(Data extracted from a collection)

-=-=-

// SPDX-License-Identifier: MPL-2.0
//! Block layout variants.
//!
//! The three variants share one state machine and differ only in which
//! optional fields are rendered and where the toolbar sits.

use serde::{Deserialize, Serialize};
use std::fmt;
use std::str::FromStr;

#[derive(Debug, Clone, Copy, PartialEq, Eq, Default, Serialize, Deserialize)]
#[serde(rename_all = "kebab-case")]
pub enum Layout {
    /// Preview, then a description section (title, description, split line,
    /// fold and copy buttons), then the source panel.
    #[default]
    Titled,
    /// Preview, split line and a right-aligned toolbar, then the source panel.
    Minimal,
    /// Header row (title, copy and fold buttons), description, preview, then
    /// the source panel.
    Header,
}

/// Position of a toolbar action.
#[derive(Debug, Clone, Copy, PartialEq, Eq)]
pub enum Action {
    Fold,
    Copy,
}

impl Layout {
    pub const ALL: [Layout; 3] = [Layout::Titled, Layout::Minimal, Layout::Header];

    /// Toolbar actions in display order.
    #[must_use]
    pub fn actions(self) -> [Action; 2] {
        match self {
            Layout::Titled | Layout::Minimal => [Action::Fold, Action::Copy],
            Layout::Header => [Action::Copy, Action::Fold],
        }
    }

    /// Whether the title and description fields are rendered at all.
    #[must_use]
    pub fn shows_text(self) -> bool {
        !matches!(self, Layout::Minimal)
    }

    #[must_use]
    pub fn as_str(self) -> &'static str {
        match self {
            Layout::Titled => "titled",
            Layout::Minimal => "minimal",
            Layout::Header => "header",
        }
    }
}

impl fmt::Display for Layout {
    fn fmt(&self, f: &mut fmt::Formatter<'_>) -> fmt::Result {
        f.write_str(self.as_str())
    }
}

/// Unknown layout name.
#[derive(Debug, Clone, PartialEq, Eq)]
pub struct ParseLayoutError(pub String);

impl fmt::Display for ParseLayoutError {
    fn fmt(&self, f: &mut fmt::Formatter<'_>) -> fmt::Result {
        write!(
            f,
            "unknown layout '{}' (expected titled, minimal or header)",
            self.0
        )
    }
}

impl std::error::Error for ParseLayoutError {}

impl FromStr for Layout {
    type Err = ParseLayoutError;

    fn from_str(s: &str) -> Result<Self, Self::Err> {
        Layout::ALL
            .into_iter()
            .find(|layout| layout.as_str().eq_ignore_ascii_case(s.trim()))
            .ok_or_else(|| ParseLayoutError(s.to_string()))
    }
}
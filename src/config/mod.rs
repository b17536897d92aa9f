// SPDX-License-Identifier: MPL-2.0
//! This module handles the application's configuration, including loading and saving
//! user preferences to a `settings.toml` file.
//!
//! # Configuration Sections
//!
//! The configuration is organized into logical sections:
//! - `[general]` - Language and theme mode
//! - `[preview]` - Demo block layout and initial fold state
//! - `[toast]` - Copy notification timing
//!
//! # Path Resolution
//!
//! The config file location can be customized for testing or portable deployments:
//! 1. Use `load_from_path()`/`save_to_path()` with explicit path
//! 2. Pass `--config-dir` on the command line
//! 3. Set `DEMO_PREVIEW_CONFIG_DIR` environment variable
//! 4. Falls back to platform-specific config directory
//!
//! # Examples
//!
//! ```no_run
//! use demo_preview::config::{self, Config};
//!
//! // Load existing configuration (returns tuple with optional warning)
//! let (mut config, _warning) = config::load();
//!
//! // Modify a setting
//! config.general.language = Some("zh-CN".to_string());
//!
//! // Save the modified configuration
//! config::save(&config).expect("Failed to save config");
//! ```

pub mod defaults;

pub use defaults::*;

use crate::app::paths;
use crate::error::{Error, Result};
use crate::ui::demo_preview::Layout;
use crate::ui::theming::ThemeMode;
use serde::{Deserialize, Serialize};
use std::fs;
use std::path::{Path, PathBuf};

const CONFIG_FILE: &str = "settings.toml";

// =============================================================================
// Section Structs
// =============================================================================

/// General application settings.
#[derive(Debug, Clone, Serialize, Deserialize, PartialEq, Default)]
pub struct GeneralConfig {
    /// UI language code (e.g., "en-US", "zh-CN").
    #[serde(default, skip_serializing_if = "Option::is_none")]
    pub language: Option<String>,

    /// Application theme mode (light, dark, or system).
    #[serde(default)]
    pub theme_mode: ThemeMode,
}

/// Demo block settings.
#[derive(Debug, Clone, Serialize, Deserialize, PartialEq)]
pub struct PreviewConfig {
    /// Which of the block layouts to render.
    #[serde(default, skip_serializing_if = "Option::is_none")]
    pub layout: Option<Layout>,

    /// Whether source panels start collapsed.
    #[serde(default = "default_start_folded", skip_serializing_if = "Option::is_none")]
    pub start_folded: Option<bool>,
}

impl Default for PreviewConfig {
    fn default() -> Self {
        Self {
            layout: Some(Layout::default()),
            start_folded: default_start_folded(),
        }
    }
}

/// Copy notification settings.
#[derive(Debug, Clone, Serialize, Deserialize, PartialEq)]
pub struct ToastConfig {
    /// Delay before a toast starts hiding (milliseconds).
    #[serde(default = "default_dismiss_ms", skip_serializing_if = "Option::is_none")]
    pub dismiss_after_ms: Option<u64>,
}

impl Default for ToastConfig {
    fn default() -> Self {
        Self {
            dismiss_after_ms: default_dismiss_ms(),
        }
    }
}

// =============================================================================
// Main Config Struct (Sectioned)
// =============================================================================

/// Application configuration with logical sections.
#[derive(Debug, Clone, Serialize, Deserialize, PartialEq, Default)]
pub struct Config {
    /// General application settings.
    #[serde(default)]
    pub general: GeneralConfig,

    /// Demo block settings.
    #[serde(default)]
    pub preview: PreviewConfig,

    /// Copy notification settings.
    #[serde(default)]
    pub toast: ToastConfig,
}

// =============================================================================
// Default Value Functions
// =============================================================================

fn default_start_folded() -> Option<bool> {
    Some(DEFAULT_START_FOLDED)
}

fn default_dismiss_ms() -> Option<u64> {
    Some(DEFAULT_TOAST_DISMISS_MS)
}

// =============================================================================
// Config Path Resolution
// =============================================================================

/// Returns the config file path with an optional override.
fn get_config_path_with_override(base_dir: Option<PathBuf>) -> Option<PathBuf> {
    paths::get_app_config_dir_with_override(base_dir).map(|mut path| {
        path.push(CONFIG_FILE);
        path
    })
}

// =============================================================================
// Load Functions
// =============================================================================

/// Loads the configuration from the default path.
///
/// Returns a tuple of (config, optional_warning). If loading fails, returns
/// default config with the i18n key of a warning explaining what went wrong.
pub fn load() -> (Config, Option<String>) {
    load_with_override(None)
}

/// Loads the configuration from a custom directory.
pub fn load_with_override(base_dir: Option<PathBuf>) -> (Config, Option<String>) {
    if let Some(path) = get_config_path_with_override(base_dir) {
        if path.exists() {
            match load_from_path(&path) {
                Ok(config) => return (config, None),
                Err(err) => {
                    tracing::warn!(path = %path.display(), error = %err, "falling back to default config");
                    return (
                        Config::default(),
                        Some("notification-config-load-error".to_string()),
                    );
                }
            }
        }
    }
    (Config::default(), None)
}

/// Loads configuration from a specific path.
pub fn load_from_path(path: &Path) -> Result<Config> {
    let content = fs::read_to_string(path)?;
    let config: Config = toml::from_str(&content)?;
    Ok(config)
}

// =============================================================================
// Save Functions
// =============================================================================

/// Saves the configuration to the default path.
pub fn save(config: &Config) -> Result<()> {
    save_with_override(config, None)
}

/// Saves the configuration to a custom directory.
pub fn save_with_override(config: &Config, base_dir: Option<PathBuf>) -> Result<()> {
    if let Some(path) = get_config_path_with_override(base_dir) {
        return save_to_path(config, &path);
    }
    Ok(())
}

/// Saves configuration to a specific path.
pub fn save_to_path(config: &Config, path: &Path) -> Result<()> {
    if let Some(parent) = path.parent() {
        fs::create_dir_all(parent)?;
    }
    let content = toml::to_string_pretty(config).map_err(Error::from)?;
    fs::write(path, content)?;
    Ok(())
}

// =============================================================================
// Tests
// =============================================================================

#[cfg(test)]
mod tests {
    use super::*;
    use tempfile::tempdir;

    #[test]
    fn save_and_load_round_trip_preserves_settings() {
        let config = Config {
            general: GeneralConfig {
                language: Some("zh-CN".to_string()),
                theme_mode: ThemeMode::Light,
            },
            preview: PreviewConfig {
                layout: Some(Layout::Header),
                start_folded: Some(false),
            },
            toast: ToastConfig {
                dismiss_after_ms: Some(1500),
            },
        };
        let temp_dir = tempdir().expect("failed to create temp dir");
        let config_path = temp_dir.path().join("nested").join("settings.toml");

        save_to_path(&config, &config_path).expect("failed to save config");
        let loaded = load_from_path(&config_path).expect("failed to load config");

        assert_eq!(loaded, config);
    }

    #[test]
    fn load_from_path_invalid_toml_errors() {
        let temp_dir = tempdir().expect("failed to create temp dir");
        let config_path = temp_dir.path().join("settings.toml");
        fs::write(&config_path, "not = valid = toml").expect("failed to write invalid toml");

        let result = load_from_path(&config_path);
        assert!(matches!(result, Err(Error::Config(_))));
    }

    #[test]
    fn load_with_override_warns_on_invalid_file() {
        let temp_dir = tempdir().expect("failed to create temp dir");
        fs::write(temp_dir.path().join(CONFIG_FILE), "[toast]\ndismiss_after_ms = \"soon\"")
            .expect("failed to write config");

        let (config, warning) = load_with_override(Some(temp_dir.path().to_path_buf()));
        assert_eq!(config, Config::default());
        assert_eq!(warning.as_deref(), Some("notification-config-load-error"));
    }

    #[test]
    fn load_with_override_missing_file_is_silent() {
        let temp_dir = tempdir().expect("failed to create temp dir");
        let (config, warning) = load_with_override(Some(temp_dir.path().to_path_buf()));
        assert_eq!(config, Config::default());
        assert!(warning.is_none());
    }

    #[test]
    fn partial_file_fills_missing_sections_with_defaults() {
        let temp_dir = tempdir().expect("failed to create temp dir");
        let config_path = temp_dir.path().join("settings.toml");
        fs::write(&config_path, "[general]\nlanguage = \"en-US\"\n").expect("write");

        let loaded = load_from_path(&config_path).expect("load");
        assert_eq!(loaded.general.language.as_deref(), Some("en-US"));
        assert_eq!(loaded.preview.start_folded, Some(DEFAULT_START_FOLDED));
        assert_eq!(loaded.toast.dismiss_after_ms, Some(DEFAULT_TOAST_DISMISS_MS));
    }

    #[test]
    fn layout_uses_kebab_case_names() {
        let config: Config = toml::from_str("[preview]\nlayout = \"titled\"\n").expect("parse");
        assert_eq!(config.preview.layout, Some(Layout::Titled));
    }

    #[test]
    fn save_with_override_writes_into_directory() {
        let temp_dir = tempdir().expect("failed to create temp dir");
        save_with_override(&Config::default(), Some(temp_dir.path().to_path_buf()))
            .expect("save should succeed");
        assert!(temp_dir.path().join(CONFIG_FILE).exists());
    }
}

-=-=-

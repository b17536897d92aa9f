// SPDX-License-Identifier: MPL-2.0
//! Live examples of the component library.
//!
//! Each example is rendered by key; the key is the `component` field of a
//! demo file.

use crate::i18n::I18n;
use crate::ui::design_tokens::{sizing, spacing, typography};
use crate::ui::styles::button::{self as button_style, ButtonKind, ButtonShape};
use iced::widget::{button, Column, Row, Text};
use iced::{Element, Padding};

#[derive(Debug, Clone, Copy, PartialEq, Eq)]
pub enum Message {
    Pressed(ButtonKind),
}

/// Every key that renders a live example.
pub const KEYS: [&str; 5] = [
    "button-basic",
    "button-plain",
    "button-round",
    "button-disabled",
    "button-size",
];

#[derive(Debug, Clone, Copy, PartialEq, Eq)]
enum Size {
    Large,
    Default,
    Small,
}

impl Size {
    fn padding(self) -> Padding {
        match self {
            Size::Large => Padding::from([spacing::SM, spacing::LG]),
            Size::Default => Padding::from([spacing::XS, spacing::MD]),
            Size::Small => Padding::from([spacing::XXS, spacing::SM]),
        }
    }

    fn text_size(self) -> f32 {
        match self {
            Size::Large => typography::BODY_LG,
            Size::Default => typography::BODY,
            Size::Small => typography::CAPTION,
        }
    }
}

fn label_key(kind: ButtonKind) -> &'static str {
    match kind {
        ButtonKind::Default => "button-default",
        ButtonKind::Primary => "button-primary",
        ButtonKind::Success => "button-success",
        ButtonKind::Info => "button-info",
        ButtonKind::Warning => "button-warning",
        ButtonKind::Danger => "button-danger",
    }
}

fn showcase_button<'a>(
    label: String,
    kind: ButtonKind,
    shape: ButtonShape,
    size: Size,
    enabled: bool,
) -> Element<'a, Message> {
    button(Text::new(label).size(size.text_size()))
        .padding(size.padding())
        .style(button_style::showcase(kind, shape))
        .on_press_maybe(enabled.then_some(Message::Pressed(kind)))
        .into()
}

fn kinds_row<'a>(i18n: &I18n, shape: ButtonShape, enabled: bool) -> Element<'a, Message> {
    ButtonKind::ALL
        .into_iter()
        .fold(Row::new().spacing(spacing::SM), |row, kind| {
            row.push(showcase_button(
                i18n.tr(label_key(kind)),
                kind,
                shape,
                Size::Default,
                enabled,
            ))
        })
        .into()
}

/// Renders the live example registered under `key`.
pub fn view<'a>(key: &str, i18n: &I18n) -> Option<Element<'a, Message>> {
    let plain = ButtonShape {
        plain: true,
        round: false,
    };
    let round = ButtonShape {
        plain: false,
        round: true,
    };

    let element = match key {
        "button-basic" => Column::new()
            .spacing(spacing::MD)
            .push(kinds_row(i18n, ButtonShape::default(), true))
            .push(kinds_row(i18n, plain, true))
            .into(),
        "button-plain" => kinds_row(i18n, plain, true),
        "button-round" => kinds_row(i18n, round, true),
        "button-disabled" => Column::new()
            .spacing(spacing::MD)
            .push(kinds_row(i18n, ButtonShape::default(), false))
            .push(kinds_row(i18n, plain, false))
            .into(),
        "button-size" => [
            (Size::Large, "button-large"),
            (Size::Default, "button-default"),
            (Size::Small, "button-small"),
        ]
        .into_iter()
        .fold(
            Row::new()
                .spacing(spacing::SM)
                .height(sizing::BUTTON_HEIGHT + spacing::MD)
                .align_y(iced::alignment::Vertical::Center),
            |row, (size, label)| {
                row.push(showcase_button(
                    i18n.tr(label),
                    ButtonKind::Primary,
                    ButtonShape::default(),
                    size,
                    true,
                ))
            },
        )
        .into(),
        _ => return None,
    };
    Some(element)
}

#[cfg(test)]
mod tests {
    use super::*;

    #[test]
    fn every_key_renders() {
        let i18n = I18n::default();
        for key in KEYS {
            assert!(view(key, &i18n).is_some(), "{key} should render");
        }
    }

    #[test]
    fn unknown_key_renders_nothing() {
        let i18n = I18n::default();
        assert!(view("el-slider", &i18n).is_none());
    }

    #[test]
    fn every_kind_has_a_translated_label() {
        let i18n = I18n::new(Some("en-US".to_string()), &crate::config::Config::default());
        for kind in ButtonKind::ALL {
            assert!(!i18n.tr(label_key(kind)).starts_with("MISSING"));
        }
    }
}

-=-=-

*Instructions for the task:*
Lines to set down from above: the line with "pub struct ParseLayoutError(pub String);", the line with "impl std::error::Error for", and every line between, each exactly as written.

*Answer to the exercise:*
pub struct ParseLayoutError(pub String);

impl fmt::Display for ParseLayoutError {
    fn fmt(&self, f: &mut fmt::Formatter<'_>) -> fmt::Result {
        write!(
            f,
            "unknown layout '{}' (expected titled, minimal or header)",
            self.0
        )
    }
}

impl std::error::Error for ParseLayoutError {}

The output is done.